Justine grew up in the greater Cape Flats area and always loved adventuring with her mom and younger brother, walking from central Cape Town to the beach at Camps Bay to swim. She particularly enjoyed walking past Table Mountain and admiring the excellent rock massif and the beauty of nature around it. In her final year at school, she began volunteering at an organisation where she was involved with environmental camps and dragon-boat racing, which proved to be the start of a fantastic journey into nature conservation. Looking back on it today, that journey has taken her from terrestrial and freshwater ecosystems to marine conservation. Justine believes in educating young minds, as they are the ones that will bring about change. Above all, she loves people and is passionate about conserving the natural environment.

Logan Benjamin

Junior educator


Logan grew up in the Cape Flats, just outside Cape Town. Growing up, Logan didn’t have many opportunities to explore the coastline. When the December holidays came around, she couldn’t wait to go to the beach! She participated in selection camps and was finally chosen to participate in a conservation leadership programme that lasted for seven years. Logan is highly passionate about the natural world, which she learned through reading books.

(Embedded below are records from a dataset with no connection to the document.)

#[cfg(test)]
mod tests {
    use super::*;
    use serde_json::json;

    fn params(pairs: &[(&str, &str)]) -> Vec<(String, String)> {
        pairs
            .iter()
            .map(|(k, v)| (k.to_string(), v.to_string()))
            .collect()
    }

    #[test]
    fn test_field_filter_coercion() {
        let query =
            QueryConverter::convert(&params(&[("age", "gt.25")]), "users", &[]).unwrap();
        let filter = query.filter.unwrap();
        let condition = &filter.conditions[0];
        assert_eq!(condition.field, "age");
        assert_eq!(condition.operator, ComparisonOperator::Gt);
        assert_eq!(condition.value, json!(25));
    }

    #[test]
    fn test_set_operator_preserves_order_and_count() {
        let query =
            QueryConverter::convert(&params(&[("status", "in.(active,pending)")]), "users", &[])
                .unwrap();
        let filter = query.filter.unwrap();
        assert_eq!(filter.conditions[0].value, json!(["active", "pending"]));
    }

    #[test]
    fn test_unparseable_token_dropped_not_raised() {
        let query =
            QueryConverter::convert(&params(&[("name", "resembles.John")]), "users", &[]).unwrap();
        assert!(query.filter.is_none());
    }

    #[test]
    fn test_not_prefixed_field_key() {
        let query =
            QueryConverter::convert(&params(&[("not.age", "lt.18")]), "users", &[]).unwrap();
        let filter = query.filter.unwrap();
        assert_eq!(filter.operator, Some(LogicalOperator::Not));
        assert_eq!(filter.conditions[0].field, "age");
    }

    #[test]
    fn test_logical_value_with_nesting() {
        let query = QueryConverter::convert(
            &params(&[("or", "(age.gt.65,and(age.lt.18,status.eq.student))")]),
            "users",
            &[],
        )
        .unwrap();
        let filter = query.filter.unwrap();
        assert_eq!(filter.operator, Some(LogicalOperator::Or));
        assert_eq!(filter.conditions.len(), 1);
        assert_eq!(filter.nested.len(), 1);
        assert_eq!(filter.nested[0].operator, Some(LogicalOperator::And));
        assert_eq!(filter.nested[0].conditions.len(), 2);
    }

    #[test]
    fn test_logical_value_with_quoted_paren() {
        let query = QueryConverter::convert(
            &params(&[("or", r#"(name.eq."a)b",x.eq.1)"#)]),
            "users",
            &[],
        )
        .unwrap();
        let filter = query.filter.unwrap();
        assert_eq!(filter.operator, Some(LogicalOperator::Or));
        assert_eq!(filter.conditions.len(), 2);
        assert_eq!(filter.conditions[0].field, "name");
        assert_eq!(filter.conditions[0].value, serde_json::json!("a)b"));
        assert_eq!(filter.conditions[1].field, "x");
    }

    #[test]
    fn test_order_grammar() {
        let query =
            QueryConverter::convert(&params(&[("order", "name,-age")]), "users", &[]).unwrap();
        assert_eq!(query.sort.len(), 2);
        assert_eq!(query.sort[0].field, "name");
        assert_eq!(query.sort[0].direction, SortDirection::Asc);
        assert_eq!(query.sort[1].field, "age");
        assert_eq!(query.sort[1].direction, SortDirection::Desc);
    }

    #[test]
    fn test_pagination_last_offset_wins() {
        let query = QueryConverter::convert(
            &params(&[("skip", "10"), ("limit", "5"), ("offset", "20"), ("count", "exact")]),
            "users",
            &[],
        )
        .unwrap();
        let pagination = query.pagination.unwrap();
        assert_eq!(pagination.offset, Some(20));
        assert_eq!(pagination.limit, Some(5));
        assert!(pagination.count);
    }

    #[test]
    fn test_count_requires_true_or_exact() {
        let query =
            QueryConverter::convert(&params(&[("count", "yes")]), "users", &[]).unwrap();
        assert!(!query.pagination.unwrap().count);
    }

    #[test]
    fn test_nested_embed_select() {
        let query = QueryConverter::convert(
            &params(&[("select", "name,posts(title,comments(text))")]),
            "users",
            &[],
        )
        .unwrap();

        let select = query.select.as_ref().unwrap();
        assert_eq!(
            select.fields.as_ref().unwrap(),
            &vec!["name".to_string(), "posts.*".to_string()]
        );

        assert_eq!(query.joins.len(), 1);
        let outer = &query.joins[0];
        assert_eq!(outer.target, "posts");
        assert!(outer.is_stub());
        assert_eq!(
            outer.select.as_ref().unwrap().fields.as_ref().unwrap(),
            &vec!["title".to_string(), "comments.*".to_string()]
        );

        assert_eq!(outer.joins.len(), 1);
        let inner = &outer.joins[0];
        assert_eq!(inner.target, "comments");
        assert_eq!(
            inner.select.as_ref().unwrap().fields.as_ref().unwrap(),
            &vec!["text".to_string()]
        );
        assert!(inner.joins.is_empty());
    }

    #[test]
    fn test_look_prefix_strips_target_keeps_alias() {
        let query = QueryConverter::convert(
            &params(&[("select", "name,look_posts(title)")]),
            "users",
            &[],
        )
        .unwrap();
        let join = &query.joins[0];
        assert_eq!(join.target, "posts");
        assert_eq!(join.alias.as_deref(), Some("look_posts"));
        assert_eq!(join.relationship.as_ref().unwrap().name, "posts");

        let fields = query.select.unwrap().fields.unwrap();
        assert!(fields.contains(&"look_posts.*".to_string()));
    }

    #[test]
    fn test_embed_filters_and_logical_tokens() {
        let query = QueryConverter::convert(
            &params(&[("select", "posts(title,published=eq.true,or(likes.gt.10,pinned.eq.true))")]),
            "users",
            &[],
        )
        .unwrap();
        let join = &query.joins[0];
        assert_eq!(
            join.select.as_ref().unwrap().fields.as_ref().unwrap(),
            &vec!["title".to_string()]
        );
        let filter = join.filter.as_ref().unwrap();
        // equality filter first, then demoted alongside the or-group
        assert_eq!(filter.operator, Some(LogicalOperator::And));
        assert_eq!(filter.nested.len(), 2);
        assert_eq!(filter.nested[1].operator, Some(LogicalOperator::Or));
    }

    #[test]
    fn test_select_alias_arrow_and_cast() {
        let query = QueryConverter::convert(
            &params(&[("select", "fullname:name,meta->theme,age::int")]),
            "users",
            &[],
        )
        .unwrap();
        let select = query.select.unwrap();
        assert_eq!(
            select.fields.unwrap(),
            vec!["name".to_string(), "meta".to_string(), "age".to_string()]
        );
        assert_eq!(select.aliases.get("fullname"), Some(&"name".to_string()));
    }

    #[test]
    fn test_query_string_entry_point() {
        let query =
            QueryConverter::convert_query_string("age=gt.25&order=-age", "users", &[]).unwrap();
        assert!(query.filter.is_some());
        assert_eq!(query.sort[0].direction, SortDirection::Desc);
    }

    #[test]
    fn test_roles_recorded_in_metadata() {
        let query = QueryConverter::convert(&[], "users", &["user".to_string()]).unwrap();
        assert_eq!(query.metadata.get("roles"), Some(&json!(["user"])));
    }
}
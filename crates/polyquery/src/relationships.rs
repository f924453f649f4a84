//! Declarative relationship definitions and their registry.
//!
//! Cardinalities form a closed set; each variant carries its own join
//! lowering behavior, so the four cases stay exhaustively checked.

use serde::{Deserialize, Serialize};
use std::collections::HashMap;
use std::fmt;
use tracing::{debug, warn};

use crate::error::{QueryError, Result};
use crate::ir::{JoinCondition, JoinType, JunctionSpec};

/// Relationship cardinality between a source and a target collection
#[derive(Debug, Clone, Copy, Eq, PartialEq, Hash, Serialize, Deserialize)]
#[serde(rename_all = "kebab-case")]
pub enum Cardinality {
    OneToOne,
    OneToMany,
    ManyToOne,
    ManyToMany,
}

impl Cardinality {
    /// True when the joined side yields multiple rows per source row
    pub fn is_multi_result(&self) -> bool {
        matches!(self, Cardinality::OneToMany | Cardinality::ManyToMany)
    }

    pub fn join_type(&self) -> JoinType {
        match self {
            Cardinality::OneToOne => JoinType::OneToOne,
            Cardinality::OneToMany => JoinType::OneToMany,
            Cardinality::ManyToOne => JoinType::ManyToOne,
            Cardinality::ManyToMany => JoinType::ManyToMany,
        }
    }
}

impl fmt::Display for Cardinality {
    fn fmt(&self, f: &mut fmt::Formatter<'_>) -> fmt::Result {
        match self {
            Cardinality::OneToOne => write!(f, "one-to-one"),
            Cardinality::OneToMany => write!(f, "one-to-many"),
            Cardinality::ManyToOne => write!(f, "many-to-one"),
            Cardinality::ManyToMany => write!(f, "many-to-many"),
        }
    }
}

/// A declared relationship, registered once at bootstrap and immutable
/// afterwards. Looked up by (source collection, name).
#[derive(Debug, Clone, PartialEq, Serialize, Deserialize)]
pub struct RelationshipDefinition {
    pub name: String,
    pub target_table: String,
    pub local_field: String,
    pub foreign_field: String,
    pub cardinality: Cardinality,
    #[serde(skip_serializing_if = "Option::is_none")]
    pub junction: Option<JunctionSpec>,
}

impl RelationshipDefinition {
    pub fn new(
        name: impl Into<String>,
        target_table: impl Into<String>,
        local_field: impl Into<String>,
        foreign_field: impl Into<String>,
        cardinality: Cardinality,
    ) -> Self {
        Self {
            name: name.into(),
            target_table: target_table.into(),
            local_field: local_field.into(),
            foreign_field: foreign_field.into(),
            cardinality,
            junction: None,
        }
    }

    pub fn with_junction(mut self, junction: JunctionSpec) -> Self {
        self.junction = Some(junction);
        self
    }

    /// Many-to-many requires a junction; other cardinalities forbid one.
    pub fn validate(&self) -> Result<()> {
        match (self.cardinality, &self.junction) {
            (Cardinality::ManyToMany, None) => Err(QueryError::MalformedInput(format!(
                "relationship '{}' is many-to-many but declares no junction",
                self.name
            ))),
            (Cardinality::ManyToMany, Some(_)) => Ok(()),
            (_, Some(_)) => Err(QueryError::MalformedInput(format!(
                "relationship '{}' is {} and must not declare a junction",
                self.name, self.cardinality
            ))),
            (_, None) => Ok(()),
        }
    }

    /// The equality pairing plus join flavor this relationship lowers to
    pub fn join_condition(&self) -> JoinCondition {
        JoinCondition {
            local_field: self.local_field.clone(),
            foreign_field: self.foreign_field.clone(),
        }
    }

    pub fn is_multi_result(&self) -> bool {
        self.cardinality.is_multi_result()
    }
}

/// Registry of relationship definitions keyed by (source collection,
/// relationship name). Built by the composition root; read-only at
/// query time.
#[derive(Debug, Default)]
pub struct RelationshipRegistry {
    definitions: HashMap<(String, String), RelationshipDefinition>,
}

impl RelationshipRegistry {
    pub fn new() -> Self {
        Self {
            definitions: HashMap::new(),
        }
    }

    /// Register a single definition for a source collection
    pub fn register(
        &mut self,
        source_collection: &str,
        definition: RelationshipDefinition,
    ) -> Result<()> {
        definition.validate()?;
        let key = (source_collection.to_string(), definition.name.clone());
        if self.definitions.contains_key(&key) {
            warn!(
                source = source_collection,
                name = definition.name.as_str(),
                "overwriting existing relationship definition"
            );
        }
        debug!(
            source = source_collection,
            name = definition.name.as_str(),
            target = definition.target_table.as_str(),
            cardinality = %definition.cardinality,
            "registered relationship"
        );
        self.definitions.insert(key, definition);
        Ok(())
    }

    /// Bulk-register all definitions for a source collection
    pub fn register_bulk(
        &mut self,
        source_collection: &str,
        definitions: Vec<RelationshipDefinition>,
    ) -> Result<()> {
        for definition in definitions {
            self.register(source_collection, definition)?;
        }
        Ok(())
    }

    pub fn get(&self, source_collection: &str, name: &str) -> Option<&RelationshipDefinition> {
        self.definitions
            .get(&(source_collection.to_string(), name.to_string()))
    }

    /// All definitions declared for a source collection
    pub fn get_for_table(&self, source_collection: &str) -> Vec<&RelationshipDefinition> {
        self.definitions
            .iter()
            .filter(|((source, _), _)| source == source_collection)
            .map(|(_, definition)| definition)
            .collect()
    }

    pub fn is_empty(&self) -> bool {
        self.definitions.is_empty()
    }

    pub fn len(&self) -> usize {
        self.definitions.len()
    }
}

#[cfg(test)]
mod tests {
    use super::*;

    fn junction() -> JunctionSpec {
        JunctionSpec {
            table: "user_groups".into(),
            local_key: "user_id".into(),
            foreign_key: "group_id".into(),
        }
    }

    #[test]
    fn test_many_to_many_requires_junction() {
        let bad = RelationshipDefinition::new("groups", "groups", "id", "id", Cardinality::ManyToMany);
        assert!(bad.validate().is_err());

        let good = bad.with_junction(junction());
        assert!(good.validate().is_ok());
    }

    #[test]
    fn test_singular_forbids_junction() {
        let bad = RelationshipDefinition::new("profile", "profiles", "id", "user_id", Cardinality::OneToOne)
            .with_junction(junction());
        assert!(bad.validate().is_err());
    }

    #[test]
    fn test_multi_result_flags() {
        assert!(!Cardinality::OneToOne.is_multi_result());
        assert!(!Cardinality::ManyToOne.is_multi_result());
        assert!(Cardinality::OneToMany.is_multi_result());
        assert!(Cardinality::ManyToMany.is_multi_result());
    }

    #[test]
    fn test_registry_lookup_is_source_scoped() {
        let mut registry = RelationshipRegistry::new();
        registry
            .register(
                "users",
                RelationshipDefinition::new("posts", "posts", "id", "user_id", Cardinality::OneToMany),
            )
            .unwrap();

        assert!(registry.get("users", "posts").is_some());
        assert!(registry.get("comments", "posts").is_none());
        assert_eq!(registry.get_for_table("users").len(), 1);
    }

    #[test]
    fn test_bulk_register_rejects_invalid_definition() {
        let mut registry = RelationshipRegistry::new();
        let result = registry.register_bulk(
            "users",
            vec![RelationshipDefinition::new(
                "groups",
                "groups",
                "id",
                "id",
                Cardinality::ManyToMany,
            )],
        );
        assert!(result.is_err());
        assert!(registry.is_empty());
    }
}
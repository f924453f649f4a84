use thiserror::Error;

use crate::adapter::ValidationError;

/// Unified error type for query compilation and execution
#[derive(Error, Debug)]
pub enum QueryError {
    /// Caller roles do not grant the requested action on the collection.
    /// Raised before any IR construction.
    #[error("Access denied: action '{action}' on collection '{collection}' is not permitted for roles [{roles}]")]
    AccessDenied {
        collection: String,
        action: String,
        roles: String,
    },

    /// The IR failed validation against an adapter's declared capabilities
    #[error("Query validation failed for adapter '{adapter}': {} error(s)", errors.len())]
    ValidationFailed {
        adapter: String,
        errors: Vec<ValidationError>,
    },

    /// A join referenced a relationship the registry does not know
    #[error("Relationship '{name}' not found for collection '{collection}'")]
    RelationshipNotFound { collection: String, name: String },

    /// Join enhancement ran against an empty relationship registry
    #[error("Relationship registry is uninitialized but the query contains join stubs")]
    RegistryUninitialized,

    /// No adapter registered under the requested name
    #[error("Adapter not found: {name}")]
    AdapterNotFound { name: String },

    /// Input that cannot be interpreted at all (bad query string, bad payload)
    #[error("Malformed input: {0}")]
    MalformedInput(String),

    /// Invariant violation inside the compiler
    #[error("Internal error: {0}")]
    Internal(String),

    /// Backend execution failed; message is backend-qualified
    #[error("Execution failed on backend '{backend}': {message}")]
    ExecutionFailed { backend: String, message: String },
}

impl QueryError {
    /// Create an access-denied error with the caller's role list
    pub fn access_denied(
        collection: impl Into<String>,
        action: impl Into<String>,
        roles: &[String],
    ) -> Self {
        QueryError::AccessDenied {
            collection: collection.into(),
            action: action.into(),
            roles: roles.join(", "),
        }
    }

    /// Create a relationship-not-found error
    pub fn relationship_not_found(
        collection: impl Into<String>,
        name: impl Into<String>,
    ) -> Self {
        QueryError::RelationshipNotFound {
            collection: collection.into(),
            name: name.into(),
        }
    }

    /// Create an adapter-not-found error
    pub fn adapter_not_found(name: impl Into<String>) -> Self {
        QueryError::AdapterNotFound { name: name.into() }
    }

    /// Wrap a backend failure with a backend-qualified message
    pub fn execution_failed(backend: impl Into<String>, message: impl Into<String>) -> Self {
        QueryError::ExecutionFailed {
            backend: backend.into(),
            message: message.into(),
        }
    }

    /// Stable machine-readable code for client-side branching
    pub fn code(&self) -> &'static str {
        match self {
            QueryError::AccessDenied { .. } => "ACCESS_DENIED",
            QueryError::ValidationFailed { .. } => "QUERY_VALIDATION_FAILED",
            QueryError::RelationshipNotFound { .. } => "RELATIONSHIP_NOT_FOUND",
            QueryError::RegistryUninitialized => "REGISTRY_UNINITIALIZED",
            QueryError::AdapterNotFound { .. } => "ADAPTER_NOT_FOUND",
            QueryError::MalformedInput(_) => "MALFORMED_INPUT",
            QueryError::Internal(_) => "INTERNAL_ERROR",
            QueryError::ExecutionFailed { .. } => "EXECUTION_FAILED",
        }
    }
}

pub type Result<T> = std::result::Result<T, QueryError>;
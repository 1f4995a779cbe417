//! Evaluation of all configured metric definitions for one request.
//!
//! Export is best effort: a definition that fails to resolve, render, execute
//! or map is logged and contributes nothing, while the remaining definitions
//! are still evaluated.

use std::{sync::Arc, time::Instant};
use tracing::{debug, error};

use crate::{
    database,
    influx::QueryExecutor,
    mapper,
    metrics::{observe_query, record_metric_failure, record_metric_success},
    models::{Metric, MetricDefinition},
    template,
    window::TimeWindow,
    Result,
};

pub struct Exporter {
    executor: Arc<dyn QueryExecutor>,
    metrics: Vec<MetricDefinition>,
    derive_database_from_query: bool,
}

impl Exporter {
    pub fn new(
        executor: Arc<dyn QueryExecutor>,
        metrics: Vec<MetricDefinition>,
        derive_database_from_query: bool,
    ) -> Self {
        Self {
            executor,
            metrics,
            derive_database_from_query,
        }
    }

    pub fn definitions(&self) -> &[MetricDefinition] {
        &self.metrics
    }

    /// Evaluates every definition in configuration order and concatenates the results.
    pub async fn export(&self, window: &TimeWindow) -> Vec<Metric> {
        let mut exported = Vec::new();

        for metric in &self.metrics {
            match self.query_metric(metric, window).await {
                Ok(metrics) => {
                    record_metric_success();
                    exported.extend(metrics);
                }
                Err(e) => {
                    record_metric_failure();
                    error!(metric = %metric.name, error = %e, "Error fetching data");
                }
            }
        }

        exported
    }

    async fn query_metric(&self, metric: &MetricDefinition, window: &TimeWindow) -> Result<Vec<Metric>> {
        let database = database::resolve_database(metric, self.derive_database_from_query)?;
        let query = template::render_query(&metric.query, &window.extended())?;

        let started = Instant::now();
        let result = self.executor.execute(&query, &database).await;
        observe_query(&database, started.elapsed().as_secs_f64());

        let metrics = mapper::map_result(&result?, metric, window)?;
        debug!(metric = %metric.name, series = metrics.len(), "Mapped query result");
        Ok(metrics)
    }
}
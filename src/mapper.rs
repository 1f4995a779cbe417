use serde_json::Value;

use crate::{
    models::{Metric, MetricDefinition, MetricValue, QueryResult, Series},
    template,
    window::{TimeWindow, NANOS_PER_MILLI},
    DwhExportError, Result,
};

/// Maps every series of `result` to a [`Metric`]. A single malformed series
/// fails the whole metric definition.
pub fn map_result(result: &QueryResult, metric: &MetricDefinition, window: &TimeWindow) -> Result<Vec<Metric>> {
    result
        .series
        .iter()
        .map(|series| map_series(series, metric, window))
        .collect()
}

fn map_series(series: &Series, metric: &MetricDefinition, window: &TimeWindow) -> Result<Metric> {
    if series.columns.len() != 2 {
        return Err(DwhExportError::UnexpectedShape(format!(
            "expected a time and a single value column, got {} columns {:?}",
            series.columns.len(),
            series.columns
        )));
    }

    let time_index = series
        .columns
        .iter()
        .position(|c| c.eq_ignore_ascii_case("time"))
        .ok_or_else(|| {
            DwhExportError::UnexpectedShape(format!("no time column in {:?}", series.columns))
        })?;
    let value_index = (time_index + 1) % 2;

    let metric_values = series
        .values
        .iter()
        .filter_map(|row| {
            let start_in_millis = as_i64(row.get(time_index)?)? / NANOS_PER_MILLI;
            let value = as_f64(row.get(value_index)?)?;
            Some(MetricValue {
                start_in_millis,
                value,
            })
        })
        .filter(|v| window.contains(v.start_in_millis))
        .collect();

    Ok(Metric {
        metric_path: template::render_metric_path(&metric.name, series),
        metric_values,
    })
}

fn as_i64(value: &Value) -> Option<i64> {
    match value {
        Value::Number(n) => n.as_i64(),
        Value::String(s) => s.trim().parse().ok(),
        _ => None,
    }
}

fn as_f64(value: &Value) -> Option<f64> {
    match value {
        Value::Number(n) => n.as_f64(),
        Value::String(s) => s.trim().parse().ok(),
        _ => None,
    }
}
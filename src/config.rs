use serde::Deserialize;
use std::{
    env, fs,
    net::{SocketAddr, ToSocketAddrs},
    time::Duration,
};

use crate::{duration, models::MetricDefinition, DwhExportError, Result};

pub const CONFIG_PATH_ENV: &str = "DWH_EXPORTER_CONFIG";
const DEFAULT_CONFIG_PATH: &str = "config/dwh-exporter.toml";

#[derive(Debug, Clone)]
pub struct AppConfig {
    pub listen_addr: SocketAddr,
    /// Token callers must present on `/dwh`, compared case-insensitively.
    pub token: String,
    /// Derive the database of queries without an explicit one from their FROM clause.
    pub derive_database_from_query: bool,
    pub influx: InfluxConfig,
    pub metrics: Vec<MetricDefinition>,
}

#[derive(Debug, Clone)]
pub struct InfluxConfig {
    pub url: String,
    pub token: String,
    pub timeout: Duration,
}

#[derive(Debug, Deserialize)]
struct RawConfig {
    #[serde(default)]
    token: String,
    #[serde(default)]
    derive_database_from_query: bool,
    #[serde(default)]
    server: RawServer,
    #[serde(default)]
    influx: RawInflux,
    metrics: Option<Vec<MetricDefinition>>,
}

#[derive(Debug, Deserialize)]
struct RawServer {
    #[serde(default = "default_listen_addr")]
    listen_addr: String,
}

impl Default for RawServer {
    fn default() -> Self {
        Self {
            listen_addr: default_listen_addr(),
        }
    }
}

#[derive(Debug, Deserialize)]
struct RawInflux {
    #[serde(default = "default_influx_url")]
    url: String,
    #[serde(default)]
    token: String,
    #[serde(default = "default_timeout")]
    timeout: String,
}

impl Default for RawInflux {
    fn default() -> Self {
        Self {
            url: default_influx_url(),
            token: String::new(),
            timeout: default_timeout(),
        }
    }
}

fn default_listen_addr() -> String {
    "0.0.0.0:8080".to_string()
}

fn default_influx_url() -> String {
    "http://localhost:8086".to_string()
}

fn default_timeout() -> String {
    "30s".to_string()
}

impl AppConfig {
    /// Loads the file named by `DWH_EXPORTER_CONFIG` and applies environment overrides.
    pub fn load() -> Result<Self> {
        let path = env::var(CONFIG_PATH_ENV).unwrap_or_else(|_| DEFAULT_CONFIG_PATH.to_string());
        let contents = fs::read_to_string(&path)
            .map_err(|e| DwhExportError::Config(format!("failed to read {}: {}", path, e)))?;

        Self::parse(&contents, |key| env::var(key).ok())
    }

    /// Parses a TOML document. `lookup_env` supplies the `DWH_TOKEN`, `INFLUX_URL`,
    /// `INFLUX_TOKEN` and `PORT` overrides.
    pub fn parse<F>(contents: &str, lookup_env: F) -> Result<Self>
    where
        F: Fn(&str) -> Option<String>,
    {
        let mut raw: RawConfig = toml::from_str(contents)?;

        if let Some(token) = lookup_env("DWH_TOKEN") {
            raw.token = token;
        }
        if let Some(url) = lookup_env("INFLUX_URL") {
            raw.influx.url = url;
        }
        if let Some(token) = lookup_env("INFLUX_TOKEN") {
            raw.influx.token = token;
        }

        let mut listen_addr = resolve_addr(&raw.server.listen_addr)?;
        if let Some(port) = lookup_env("PORT") {
            let port = port
                .trim()
                .parse::<u16>()
                .map_err(|_| DwhExportError::Config(format!("invalid PORT value '{}'", port)))?;
            listen_addr.set_port(port);
        }

        let metrics = raw
            .metrics
            .ok_or_else(|| DwhExportError::Config("'metrics' must be configured".to_string()))?;
        validate_metrics(&metrics)?;

        if raw.influx.url.trim().is_empty() {
            return Err(DwhExportError::Config("'influx.url' must not be blank".to_string()));
        }
        let timeout_millis = duration::parse_millis(&raw.influx.timeout)
            .map_err(|e| DwhExportError::Config(format!("influx.timeout: {}", e)))?;

        Ok(Self {
            listen_addr,
            token: raw.token,
            derive_database_from_query: raw.derive_database_from_query,
            influx: InfluxConfig {
                url: raw.influx.url,
                token: raw.influx.token,
                timeout: Duration::from_millis(timeout_millis.max(1) as u64),
            },
            metrics,
        })
    }
}

fn validate_metrics(metrics: &[MetricDefinition]) -> Result<()> {
    for (idx, metric) in metrics.iter().enumerate() {
        if metric.name.trim().is_empty() {
            return Err(DwhExportError::Config(format!("metrics[{}].name must not be blank", idx)));
        }
        if metric.query.trim().is_empty() {
            return Err(DwhExportError::Config(format!(
                "metrics[{}].query must not be blank ({})",
                idx, metric.name
            )));
        }
    }
    Ok(())
}

fn resolve_addr(addr: &str) -> Result<SocketAddr> {
    addr.to_socket_addrs()
        .map_err(|e| DwhExportError::Config(format!("invalid listen address '{}': {}", addr, e)))?
        .next()
        .ok_or_else(|| DwhExportError::Config(format!("listen address '{}' resolved to nothing", addr)))
}

#[cfg(test)]
mod tests {
    use super::*;
    use pretty_assertions::assert_eq;
    use std::collections::HashMap;

    const SAMPLE: &str = r#"
token = "Secret"
derive_database_from_query = true

[server]
listen_addr = "127.0.0.1:9090"

[influx]
url = "http://influx:8086"
token = "influx-token"
timeout = "10s"

[[metrics]]
name = "service.${service}.cpu"
database = "inspectit"
query = 'SELECT mean("value") FROM "inspectit"."autogen"."cpu" WHERE ${timeFilter} GROUP BY time(${interval}), "service"'

[[metrics]]
name = "jvm.heap"
query = 'SELECT max("used") FROM "telegraf"."autogen"."jvm" WHERE ${timeFilter} GROUP BY time(${interval})'
"#;

    fn no_env(_: &str) -> Option<String> {
        None
    }

    #[test]
    fn test_parse_full_config() {
        let config = AppConfig::parse(SAMPLE, no_env).unwrap();

        assert_eq!(config.listen_addr, "127.0.0.1:9090".parse::<SocketAddr>().unwrap());
        assert_eq!(config.token, "Secret");
        assert!(config.derive_database_from_query);
        assert_eq!(config.influx.url, "http://influx:8086");
        assert_eq!(config.influx.token, "influx-token");
        assert_eq!(config.influx.timeout, Duration::from_secs(10));
        assert_eq!(config.metrics.len(), 2);
        assert_eq!(config.metrics[0].database, "inspectit");
        assert_eq!(config.metrics[1].database, "");
        assert_eq!(config.metrics[1].name, "jvm.heap");
    }

    #[test]
    fn test_defaults() {
        let config = AppConfig::parse(
            r#"
[[metrics]]
name = "a"
query = "SELECT 1"
"#,
            no_env,
        )
        .unwrap();

        assert_eq!(config.token, "");
        assert!(!config.derive_database_from_query);
        assert_eq!(config.listen_addr.port(), 8080);
        assert_eq!(config.influx.url, "http://localhost:8086");
        assert_eq!(config.influx.timeout, Duration::from_secs(30));
    }

    #[test]
    fn test_env_overrides() {
        let env: HashMap<&str, &str> = HashMap::from([
            ("DWH_TOKEN", "from-env"),
            ("INFLUX_URL", "http://other:8086"),
            ("INFLUX_TOKEN", "t"),
            ("PORT", "7070"),
        ]);
        let config = AppConfig::parse(SAMPLE, |key| env.get(key).map(|v| v.to_string())).unwrap();

        assert_eq!(config.token, "from-env");
        assert_eq!(config.influx.url, "http://other:8086");
        assert_eq!(config.influx.token, "t");
        assert_eq!(config.listen_addr, "127.0.0.1:7070".parse::<SocketAddr>().unwrap());
    }

    #[test]
    fn test_metrics_are_required() {
        assert!(matches!(
            AppConfig::parse("token = \"x\"", no_env),
            Err(DwhExportError::Config(_))
        ));
    }

    #[test]
    fn test_blank_name_or_query_rejected() {
        let blank_name = "[[metrics]]\nname = \" \"\nquery = \"SELECT 1\"\n";
        let blank_query = "[[metrics]]\nname = \"a\"\nquery = \"\"\n";
        assert!(matches!(AppConfig::parse(blank_name, no_env), Err(DwhExportError::Config(_))));
        assert!(matches!(AppConfig::parse(blank_query, no_env), Err(DwhExportError::Config(_))));
    }

    #[test]
    fn test_invalid_toml() {
        assert!(matches!(
            AppConfig::parse("metrics = [", no_env),
            Err(DwhExportError::Config(_))
        ));
    }
}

Through the programme, Logan learned about South Africa’s diverse natural beauty. She also had the opportunity to visit the Two Oceans Aquarium and observe how marine biologists were studying different marine species. From that point forward, she decided to educate others about the same creatures that captured her imagination.

Logan believes that it is essential that we create opportunities for young people by teaching and influencing them and showing them what the natural world is about. By doing that, we create a better environment for everyone, whether educating them about marine life or simply about easy ways to discard waste responsibly.

Wade Naude

Junior educator


I come from an under-resourced community in Paarl. I never had much exposure to the ocean growing up because I lived so far away from it. I was the first in my household and the first of my friends to go to a university. When I started my course in marine science at the Cape Peninsula University of Technology, I learned a lot about the ocean. I began to understand the processes in the ocean, the different species found there and their adaptations, and the benefits we as people obtain from the ocean. I also got to do lab work for the first time, such as dissections and experiments related to chemistry and physics. I made sure I exposed myself to the marine environment as much as possible in order to nurture and grow my passion for the ocean. I attended beach clean-ups and volunteered at the Southern African Foundation for the Conservation of Coastal Birds (SANCCOB).

I recently completed my Diploma in Marine Science and during my time as an intern at the Save Our Seas Foundation Shark Education Centre I realised that education in the marine science field is crucial, especially for communities of colour, where I come from. A lot of people have a misperception when it comes to the ocean. When people hear the word ‘science’, they are completely overwhelmed by it because of the way science is introduced to them. I told myself that maybe if there were ways to simplify the information or make it relatable to communities of colour, it would be easier to connect them or get them interested in learning about the ocean. My main aim is to reconnect these communities to the ocean and nature. I also aim to break the barriers that were created by the apartheid system for these communities, especially through education.

I recently connected my community to nature by creating my own clean-ups along the Berg River that flows through Paarl. My aim with the clean-ups is to create a sense of stewardship in the people from my community. I am also a dancer, mainly Krump, and I used to teach choreography in my community before I moved to the Cape Peninsula. I believe that dance, as well as other forms of art, can be used to share messages, especially about environmental awareness.